Last week, the Senate Appropriations Committee passed an amendment to the Emergency Supplemental Appropriations bill to provide an additional $600,000 in funding for veterans business resource centers in St. Louis, Boston, Mass., and Flint, Mich., which had been on the brink of closing due to insufficient funding.

“This isn’t about big R’s or big D’s, it’s about the obligation of our country to people who defend it,” Patrick Heavey, executive director of the St. Louis Veterans Business Resource Center, said of the bipartisan push to secure the funding.

Heavey said Democrats U.S. Rep. Wm. Lacy Clay and U.S. Rep. Russ Carnahan, as well as Republicans U.S. Rep. Todd Aiken and U.S. Sen. Kit Bond, all put their full weight behind the legislation.

He said Bond, a senior member of the Senate Appropriations Committee, “engineered this thing” and offered the amendment.

Bond said, “We have a responsibility to help our troops transition back into society when they return from the battlefield, and our vets centers are an important part of that transition.”

In fiscal years 2006 and 2007, Heavey said, the St. Louis center created 161 new businesses that employ, on average, three people each.

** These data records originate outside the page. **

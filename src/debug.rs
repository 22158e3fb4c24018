use serde_json::{Value, json};
use std::collections::BTreeMap;
use std::fs::File;
use std::io::{self, BufWriter, Write};
use std::path::Path;
use std::sync::{Arc, Mutex};

#[derive(Clone)]
pub(crate) struct DebugLogger {
    inner: Arc<Mutex<DebugState>>,
}

struct DebugState {
    writer: BufWriter<Box<dyn Write + Send>>,
    counters: BTreeMap<String, u64>,
}

impl DebugLogger {
    pub fn new(path: impl AsRef<Path>) -> io::Result<Self> {
        let file = File::create(path)?;
        Ok(Self::from_writer(Box::new(file)))
    }

    pub fn from_writer(writer: Box<dyn Write + Send>) -> Self {
        Self {
            inner: Arc::new(Mutex::new(DebugState {
                writer: BufWriter::new(writer),
                counters: BTreeMap::new(),
            })),
        }
    }

    pub fn log(&self, event: Value) {
        if let Ok(mut state) = self.inner.lock() {
            let _ = writeln!(state.writer, "{event}");
        }
    }

    pub fn increment(&self, key: &str, amount: u64) {
        if let Ok(mut state) = self.inner.lock() {
            let entry = state.counters.entry(key.to_string()).or_insert(0);
            *entry = entry.saturating_add(amount);
        }
    }

    pub fn emit_summary(&self, context: &str) {
        if let Ok(mut state) = self.inner.lock() {
            let counts = std::mem::take(&mut state.counters);
            let event = json!({
                "type": "debug.summary",
                "context": context,
                "counts": counts,
            });
            let _ = writeln!(state.writer, "{event}");
        }
    }

    pub fn flush(&self) {
        if let Ok(mut state) = self.inner.lock() {
            let _ = state.writer.flush();
        }
    }
}

#[cfg(test)]
mod tests {
    use super::*;

    #[test]
    fn events_and_summary_are_json_lines() {
        let dir = tempfile::tempdir().unwrap();
        let path = dir.path().join("debug.jsonl");
        let logger = DebugLogger::new(&path).unwrap();
        logger.log(json!({"type": "layout.page_break", "reason": "break_after_page"}));
        logger.increment("layout.page_break", 1);
        logger.increment("layout.page_break", 2);
        logger.emit_summary("export \"quote\"");
        logger.flush();

        let text = std::fs::read_to_string(&path).unwrap();
        let lines: Vec<Value> = text
            .lines()
            .map(|line| serde_json::from_str(line).unwrap())
            .collect();
        assert_eq!(lines.len(), 2);
        assert_eq!(lines[0]["reason"], "break_after_page");
        assert_eq!(lines[1]["context"], "export \"quote\"");
        assert_eq!(lines[1]["counts"]["layout.page_break"], 3);
    }
}
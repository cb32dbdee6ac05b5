//! # Normalize Module
//!
//! Turns raw scanner records into the canonical [`crate::model`] types.
//!
//! - [`build_parameters`] / [`build_responses`] canonicalize parameter and
//!   response descriptors, dropping entries that are not mappings.
//! - [`EndpointNormalizer`] composes those with the code-example generator and
//!   the OpenAPI fragment builder into one [`crate::model::Endpoint`].

mod endpoint;
mod params;

pub use endpoint::*;
pub use params::*;
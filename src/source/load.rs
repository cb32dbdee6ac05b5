use anyhow::Context;
use serde_json::{Map, Value};
use std::fs;
use std::path::Path;
use tracing::{debug, info};

use super::EndpointData;

const DATA_EXTENSIONS: &[&str] = &["yaml", "yml", "json"];

/// Load scanner output from disk.
///
/// * A directory: each `*.yaml`, `*.yml` or `*.json` file directly inside it
///   becomes one entry keyed by its file stem. Other files are ignored.
/// * A single file: its top-level mapping is the file-key → record mapping.
///   A top-level value that is not a mapping yields empty data.
///
/// # Errors
///
/// Returns an error if the path cannot be read or a data file fails to parse.
pub fn load_endpoint_data(path: &Path) -> anyhow::Result<EndpointData> {
    if path.is_dir() {
        load_data_dir(path)
    } else {
        let value = read_data_file(path)?;
        match value {
            Value::Object(map) => Ok(map),
            _ => {
                debug!(path = %path.display(), "Top-level input is not a mapping; nothing to load");
                Ok(Map::new())
            }
        }
    }
}

fn load_data_dir(dir: &Path) -> anyhow::Result<EndpointData> {
    let mut data = Map::new();
    let entries = fs::read_dir(dir)
        .with_context(|| format!("Failed to read endpoint data dir: {}", dir.display()))?;

    for entry in entries {
        let path = entry
            .with_context(|| format!("Failed to list endpoint data dir: {}", dir.display()))?
            .path();
        if !path.is_file() || !has_data_extension(&path) {
            continue;
        }
        let Some(stem) = path.file_stem().and_then(|s| s.to_str()) else {
            debug!(path = %path.display(), "Skipping data file with non UTF-8 name");
            continue;
        };
        let value = read_data_file(&path)?;
        data.insert(stem.to_string(), value);
    }

    info!(dir = %dir.display(), files = data.len(), "Loaded endpoint data");
    Ok(data)
}

fn has_data_extension(path: &Path) -> bool {
    path.extension()
        .and_then(|e| e.to_str())
        .map(|e| DATA_EXTENSIONS.contains(&e.to_lowercase().as_str()))
        .unwrap_or(false)
}

/// Parse one YAML or JSON file into a JSON value, keeping key order.
pub(crate) fn read_data_file(path: &Path) -> anyhow::Result<Value> {
    let contents = fs::read_to_string(path)
        .with_context(|| format!("Failed to read endpoint data: {}", path.display()))?;
    let is_json = path
        .extension()
        .map(|e| e.eq_ignore_ascii_case("json"))
        .unwrap_or(false);
    let value = if is_json {
        serde_json::from_str(&contents)
            .with_context(|| format!("Failed to parse endpoint data: {}", path.display()))?
    } else {
        serde_yaml::from_str(&contents)
            .with_context(|| format!("Failed to parse endpoint data: {}", path.display()))?
    };
    Ok(value)
}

Many of the entrepreneurs assisted by the local center are African-American.

For 2008, the center in St. Louis has received $75,500, the center in Flint has received $67,500, and the Boston center has received nothing.

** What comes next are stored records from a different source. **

//! Slug and identifier helpers shared by every stage of the pipeline.
//!
//! All functions here are pure and total: any input string produces a
//! (possibly empty) slug, never an error.

use once_cell::sync::Lazy;
use regex::Regex;
use serde_json::Value;

/// Route prefix every scanned endpoint carries. Stripped before building
/// identifiers, SDK method chains and snippet template keys.
pub const API_PREFIX: &str = "api/v1/vector/";

// ASCII whitespace only; Unicode spaces are treated like any other symbol.
static DISALLOWED: Lazy<Regex> =
    Lazy::new(|| Regex::new(r"[^a-z0-9 \t\r\n\x0B\x0C-]").expect("Failed to compile slug regex"));
static WHITESPACE: Lazy<Regex> =
    Lazy::new(|| Regex::new(r"[ \t\r\n\x0B\x0C]+").expect("Failed to compile slug regex"));
static HYPHENS: Lazy<Regex> = Lazy::new(|| Regex::new(r"-+").expect("Failed to compile slug regex"));

/// Convert free text into a URL/anchor friendly slug.
///
/// Lower-cases, drops everything outside `[a-z0-9]`, whitespace and `-`,
/// turns whitespace runs into a single hyphen, collapses repeated hyphens and
/// trims hyphens from both ends.
///
/// ```
/// use apidocs::slug::slugify;
///
/// assert_eq!(slugify("Rate Limits / WAF!!"), "rate-limits-waf");
/// ```
#[must_use]
pub fn slugify(text: &str) -> String {
    let lowered = text.to_lowercase();
    let kept = DISALLOWED.replace_all(&lowered, "");
    let hyphenated = WHITESPACE.replace_all(&kept, "-");
    let collapsed = HYPHENS.replace_all(&hyphenated, "-");
    collapsed.trim_matches('-').to_string()
}

/// Strip the fixed [`API_PREFIX`] from a route URI if present.
#[must_use]
pub fn strip_api_prefix(uri: &str) -> &str {
    uri.strip_prefix(API_PREFIX).unwrap_or(uri)
}

/// Build the anchor id for an endpoint: `{group}-{method}-{uri}` slugified,
/// with the API prefix removed and path separators turned into hyphens.
///
/// ```
/// use apidocs::slug::endpoint_id;
///
/// assert_eq!(
///     endpoint_id("Sites", "GET", "api/v1/vector/sites/{site}"),
///     "sites-get-sites-site"
/// );
/// ```
#[must_use]
pub fn endpoint_id(group: &str, method: &str, uri: &str) -> String {
    let clean_uri = strip_api_prefix(uri).replace('/', "-");
    slugify(&format!("{group}-{}-{clean_uri}", method.to_lowercase()))
}

/// URI as displayed to readers: always starts with `/`.
#[must_use]
pub fn uri_display(uri: &str) -> String {
    if uri.starts_with('/') {
        uri.to_string()
    } else {
        format!("/{uri}")
    }
}

/// Plain-text rendering of an opaque scalar, as it appears when interpolated
/// into URLs, slugs and YAML keys. `null` renders as the empty string and
/// composite values as compact JSON.
#[must_use]
pub fn value_to_string(value: &Value) -> String {
    match value {
        Value::Null => String::new(),
        Value::String(s) => s.clone(),
        Value::Bool(b) => b.to_string(),
        Value::Number(n) => n.to_string(),
        Value::Array(_) | Value::Object(_) => value.to_string(),
    }
}

#[cfg(test)]
mod tests {
    use super::*;
    use serde_json::json;

    #[test]
    fn test_slugify_basic() {
        assert_eq!(slugify("Rate Limits / WAF!!"), "rate-limits-waf");
        assert_eq!(slugify("API Keys"), "api-keys");
        assert_eq!(slugify("  --Leading and trailing--  "), "leading-and-trailing");
    }

    #[test]
    fn test_slugify_empty_and_symbols() {
        assert_eq!(slugify(""), "");
        assert_eq!(slugify("!!!"), "");
        assert_eq!(slugify("a---b"), "a-b");
        assert_eq!(slugify("tab\tand\nnewline"), "tab-and-newline");
    }

    #[test]
    fn test_endpoint_id() {
        assert_eq!(
            endpoint_id("Sites", "GET", "api/v1/vector/sites/{site}"),
            "sites-get-sites-site"
        );
        assert_eq!(
            endpoint_id("WAF", "DELETE", "api/v1/vector/sites/{site}/waf/rate-limits/{rule}"),
            "waf-delete-sites-site-waf-rate-limits-rule"
        );
        // URIs without the prefix are used as-is
        assert_eq!(endpoint_id("Misc", "post", "ping"), "misc-post-ping");
    }

    #[test]
    fn test_uri_display() {
        assert_eq!(uri_display("api/v1/vector/sites"), "/api/v1/vector/sites");
        assert_eq!(uri_display("/already"), "/already");
        assert_eq!(uri_display(""), "/");
    }

    #[test]
    fn test_value_to_string() {
        assert_eq!(value_to_string(&json!(200)), "200");
        assert_eq!(value_to_string(&json!("201")), "201");
        assert_eq!(value_to_string(&json!(null)), "");
        assert_eq!(value_to_string(&json!(true)), "true");
        assert_eq!(value_to_string(&json!(1.5)), "1.5");
        assert_eq!(value_to_string(&json!(["a"])), r#"["a"]"#);
    }
}
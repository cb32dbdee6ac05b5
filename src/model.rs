//! Normalized records produced by the pipeline and handed to the page
//! templating layer. Every type serializes to the field names templates use.

use serde::Serialize;
use serde_json::{Map, Value};

/// A request parameter with defaults applied.
#[derive(Debug, Clone, PartialEq, Serialize)]
pub struct Parameter {
    pub name: String,
    /// Scanner type name; `string` when absent
    #[serde(rename = "type")]
    pub ty: String,
    pub required: bool,
    pub description: String,
    /// Opaque example value (`null` when absent)
    pub example: Value,
    pub enum_values: Vec<Value>,
    pub nullable: bool,
    pub deprecated: bool,
}

/// A documented response.
#[derive(Debug, Clone, PartialEq, Serialize)]
pub struct Response {
    /// Opaque status, usually an integer
    pub status: Value,
    pub description: String,
    /// `slugify("{status}-{description}")`
    pub slug: String,
    /// Pretty-printed JSON when the body parses, otherwise the raw text
    pub content: String,
}

/// Generated code samples for one endpoint.
#[derive(Debug, Clone, PartialEq, Eq, Serialize)]
pub struct CodeSamples {
    /// Shell command
    pub curl: String,
    /// PHP SDK call
    pub php: String,
    /// JavaScript SDK call
    pub js: String,
}

/// One documented HTTP operation, fully normalized.
#[derive(Debug, Clone, PartialEq, Serialize)]
pub struct Endpoint {
    pub id: String,
    pub title: String,
    pub description: String,
    /// Canonical method (first declared)
    pub method: String,
    pub methods: Vec<String>,
    pub uri: String,
    pub uri_display: String,
    pub group: String,
    pub subgroup: String,
    pub authenticated: bool,
    pub deprecated: bool,
    pub url_parameters: Vec<Parameter>,
    pub query_parameters: Vec<Parameter>,
    pub body_parameters: Vec<Parameter>,
    pub responses: Vec<Response>,
    pub examples: CodeSamples,
    pub openapi_yaml: String,
    /// The scanner record this endpoint was built from
    #[serde(rename = "_raw")]
    pub raw: Map<String, Value>,
}

/// Named sub-category within a group. The empty name means "ungrouped".
#[derive(Debug, Clone, PartialEq, Serialize)]
pub struct Subgroup {
    pub name: String,
    pub slug: String,
    pub description: String,
    pub endpoints: Vec<Endpoint>,
}

/// Top-level documentation category.
#[derive(Debug, Clone, PartialEq, Serialize)]
pub struct Group {
    pub name: String,
    pub slug: String,
    pub description: String,
    pub subgroups: Vec<Subgroup>,
}

impl Group {
    /// Number of endpoints across all subgroups.
    #[must_use]
    pub fn endpoint_count(&self) -> usize {
        self.subgroups.iter().map(|s| s.endpoints.len()).sum()
    }
}

/// Methods that carry a JSON request body in examples and fragments.
pub const MUTATING_METHODS: &[&str] = &["POST", "PUT", "PATCH"];

/// `true` for `POST`, `PUT` and `PATCH`.
#[must_use]
pub fn is_mutating_method(method: &str) -> bool {
    MUTATING_METHODS.contains(&method)
}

“It’s almost a miracle for this amount of money to get this amount of attention,” Heavey said.

The money is needed badly, because veterans are disappearing from the labor force, according to a national report.

A recent Department of Veterans Affairs report found that the percentage of veterans not in the labor force jumped to 23 percent in 2005, a sharp increase from 10 percent in 2000.

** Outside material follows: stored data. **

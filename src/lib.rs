//! # apidocs
//!
//! **apidocs** turns the endpoint data produced by a documentation-comment
//! scanner into the ordered, normalized tree an API reference site renders:
//! groups → subgroups → endpoints, each endpoint carrying curl and SDK code
//! examples and a self-contained OpenAPI 3.1 fragment.
//!
//! ## Architecture
//!
//! The library is organized into several key modules:
//!
//! - **[`source`]** - Read-only views over the raw scanner output, plus loading from disk
//! - **[`slug`]** - Slugs, endpoint ids and display URIs
//! - **[`normalize`]** - Canonical parameters, responses and endpoints
//! - **[`snippets`]** - curl, PHP and JavaScript examples (templates with generated fallback)
//! - **[`openapi`]** - Per-endpoint OpenAPI fragments
//! - **[`ordering`]** - Explicit-order-with-wildcard sorting and `order_data`
//! - **[`generator`]** - The build: merge, normalize, sort
//! - **[`config`]** - Site configuration and environment overrides
//! - **[`error`]** - Build errors
//! - **[`logging`]** - Structured logging setup
//! - **[`cli`]** - The `apidocs-gen` command line
//!
//! ### Build Flow
//!
//! ```mermaid
//! sequenceDiagram
//!     participant User
//!     participant CLI as CLI<br/>(apidocs-gen)
//!     participant Source as source::load_endpoint_data
//!     participant Gen as generator::generate
//!     participant Norm as normalize::EndpointNormalizer
//!     participant Snip as snippets::CodeExamples
//!     participant OA as openapi::build_fragment
//!     participant Ord as ordering
//!
//!     User->>CLI: apidocs-gen build --input _data/endpoints
//!     CLI->>Source: load_endpoint_data(path)
//!     Source-->>CLI: EndpointData
//!     CLI->>Gen: generate(&data, &config)
//!     loop each file (sorted by key)
//!         Gen->>Gen: merge group / subgroup descriptions
//!         alt conflicting descriptions
//!             Gen-->>CLI: BuildError
//!         end
//!         loop each endpoint
//!             Gen->>Norm: normalize(endpoint, group)
//!             Norm->>Snip: build_examples(method, uri, clean params)
//!             Snip-->>Norm: curl / php / js
//!             Norm->>OA: build_fragment(endpoint, params)
//!             OA-->>Norm: YAML
//!             Norm-->>Gen: Endpoint
//!         end
//!     end
//!     Gen->>Ord: sort endpoints, subgroups, groups
//!     Gen-->>CLI: Vec<Group>
//!     CLI-->>User: JSON
//! ```
//!
//! ## Quick Start
//!
//! ```rust
//! use apidocs::{generate, SiteConfig};
//! use serde_json::json;
//!
//! let data = json!({
//!     "sites": {
//!         "name": "Sites",
//!         "description": "Manage sites",
//!         "endpoints": [
//!             {
//!                 "uri": "api/v1/vector/sites",
//!                 "httpMethods": ["POST"],
//!                 "metadata": {"title": "Create a site"},
//!                 "bodyParameters": {"name": {"type": "string", "required": true}},
//!                 "cleanBodyParameters": {"name": "example"}
//!             }
//!         ]
//!     }
//! });
//!
//! let groups = generate(data.as_object().unwrap(), &SiteConfig::default()).unwrap();
//! let endpoint = &groups[0].subgroups[0].endpoints[0];
//! assert_eq!(endpoint.id, "sites-post-sites");
//! assert!(endpoint.examples.curl.ends_with(r#"-d '{"name":"example"}'"#));
//! assert!(endpoint.openapi_yaml.starts_with("openapi: 3.1.0"));
//! ```

pub mod cli;
pub mod config;
pub mod error;
pub mod generator;
pub mod logging;
pub mod model;
pub mod normalize;
pub mod openapi;
pub mod ordering;
pub mod slug;
pub mod snippets;
pub mod source;

pub use config::{load_config, SiteConfig};
pub use error::BuildError;
pub use generator::generate;
pub use model::{CodeSamples, Endpoint, Group, Parameter, Response, Subgroup};
pub use ordering::{order_data, sort_by_order};
pub use source::{load_endpoint_data, EndpointData};
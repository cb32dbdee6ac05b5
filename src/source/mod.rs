//! # Source Module
//!
//! Read-only views over the endpoint data handed to the pipeline by the
//! upstream documentation scanner, plus helpers to load that data from disk.
//!
//! The scanner output is loosely typed: optional keys may be absent, and a
//! parameter map with no entries may be serialized as an empty list instead of
//! an empty mapping. Rather than deserializing into strict structs (which would
//! reject those shapes), the pipeline keeps the raw [`serde_json::Value`] and
//! reads it through the accessors in [`types`], each with an explicit default.
//!
//! ## Input shape
//!
//! ```yaml
//! # one record per scanned controller file, keyed by file name
//! sites:
//!   name: Sites
//!   description: Manage sites
//!   endpoints:
//!     - uri: api/v1/vector/sites/{site}
//!       httpMethods: [GET]
//!       metadata: { title: Get a site, subgroup: "", authenticated: true }
//!       urlParameters: { site: { type: string, required: true } }
//!       cleanUrlParameters: { site: site-123 }
//!       responses: [{ status: 200, description: OK, content: '{"id":1}' }]
//! ```

mod load;
mod types;

pub use load::*;
pub use types::*;
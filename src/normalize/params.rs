use serde_json::Value;
use tracing::debug;

use crate::model::{Parameter, Response};
use crate::slug::{slugify, value_to_string};
use crate::source::{text_field, ParamShape};

/// Canonicalize a parameter map, keeping input order.
///
/// Entries whose descriptor is not a mapping are dropped; anything other than
/// a mapping yields no parameters.
#[must_use]
pub fn build_parameters(params: ParamShape<'_>) -> Vec<Parameter> {
    let Some(map) = params.as_mapping() else {
        return Vec::new();
    };

    map.iter()
        .filter_map(|(key, descriptor)| {
            let Some(fields) = descriptor.as_object() else {
                debug!(parameter = %key, "Skipping non-mapping parameter descriptor");
                return None;
            };
            Some(Parameter {
                name: text_field(fields, "name").unwrap_or_else(|| key.clone()),
                ty: text_field(fields, "type").unwrap_or_else(|| "string".to_string()),
                required: fields.get("required") == Some(&Value::Bool(true)),
                description: text_field(fields, "description").unwrap_or_default(),
                example: fields.get("example").cloned().unwrap_or(Value::Null),
                enum_values: fields
                    .get("enumValues")
                    .and_then(Value::as_array)
                    .cloned()
                    .unwrap_or_default(),
                nullable: fields.get("nullable") == Some(&Value::Bool(true)),
                deprecated: fields.get("deprecated") == Some(&Value::Bool(true)),
            })
        })
        .collect()
}

/// Canonicalize response records, dropping entries that are not mappings.
#[must_use]
pub fn build_responses(responses: &[Value]) -> Vec<Response> {
    responses
        .iter()
        .filter_map(Value::as_object)
        .map(|fields| {
            let status = fields.get("status").cloned().unwrap_or(Value::Null);
            let description = text_field(fields, "description").unwrap_or_default();
            let slug = slugify(&format!("{}-{description}", value_to_string(&status)));
            Response {
                status,
                description,
                slug,
                content: pretty_print_json(fields.get("content").unwrap_or(&Value::Null)),
            }
        })
        .collect()
}

/// Best-effort JSON pretty printing of a response body.
///
/// Empty or missing content renders as `""`. A string that parses as JSON is
/// re-rendered with two-space indentation; one that does not is returned
/// unchanged. Structured (already parsed) content is pretty-printed directly.
#[must_use]
pub fn pretty_print_json(content: &Value) -> String {
    match content {
        Value::Null => String::new(),
        Value::String(text) if text.is_empty() => String::new(),
        Value::String(text) => match serde_json::from_str::<Value>(text) {
            Ok(parsed) => serde_json::to_string_pretty(&parsed).unwrap_or_else(|_| text.clone()),
            Err(_) => text.clone(),
        },
        other => serde_json::to_string_pretty(other).unwrap_or_else(|_| other.to_string()),
    }
}
use apidocs::cli::{run_cli, Cli};
use apidocs::logging::{init_logging_with_config, LogConfig};
use clap::Parser;
use std::process::ExitCode;

fn main() -> ExitCode {
    let cli = Cli::parse();

    let log_config = LogConfig::from_env().with_verbose(cli.verbose);
    if let Err(err) = init_logging_with_config(&log_config) {
        eprintln!("Warning: {err:#}");
    }

    match run_cli(cli) {
        Ok(()) => ExitCode::SUCCESS,
        Err(err) => {
            eprintln!("Error: {err:#}");
            ExitCode::FAILURE
        }
    }
}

According to the report, 18 percent of discharged vets were unemployed for one to three years after leaving the military, and of those who found employment, a quarter earned less than $22,000.

“Iraq is a horrible boondoggle, screwed up beyond belief, but I support those troops who have to fight there,” Heavey said. He said the entrepeneurship among veterans fostered by these resource centers offers “financial freedom” that is “part of the American dream.”

Before being signed into law, the Emergency Supplemental must be passed by the full Senate and reconciled with the House of Representatives version of the bill.

Heavey said the long-range forecast for the centers will be improved by final passage of the appropriation, additional appropriations from the U.S. House, and proposed legislation to reform the parent organization for the resource centers, the National Veterans Business Development Corporation.

A Senate investigation into the management of the Veterans Corporation had much to do with the national attention that the small amount of funding for the centers has received.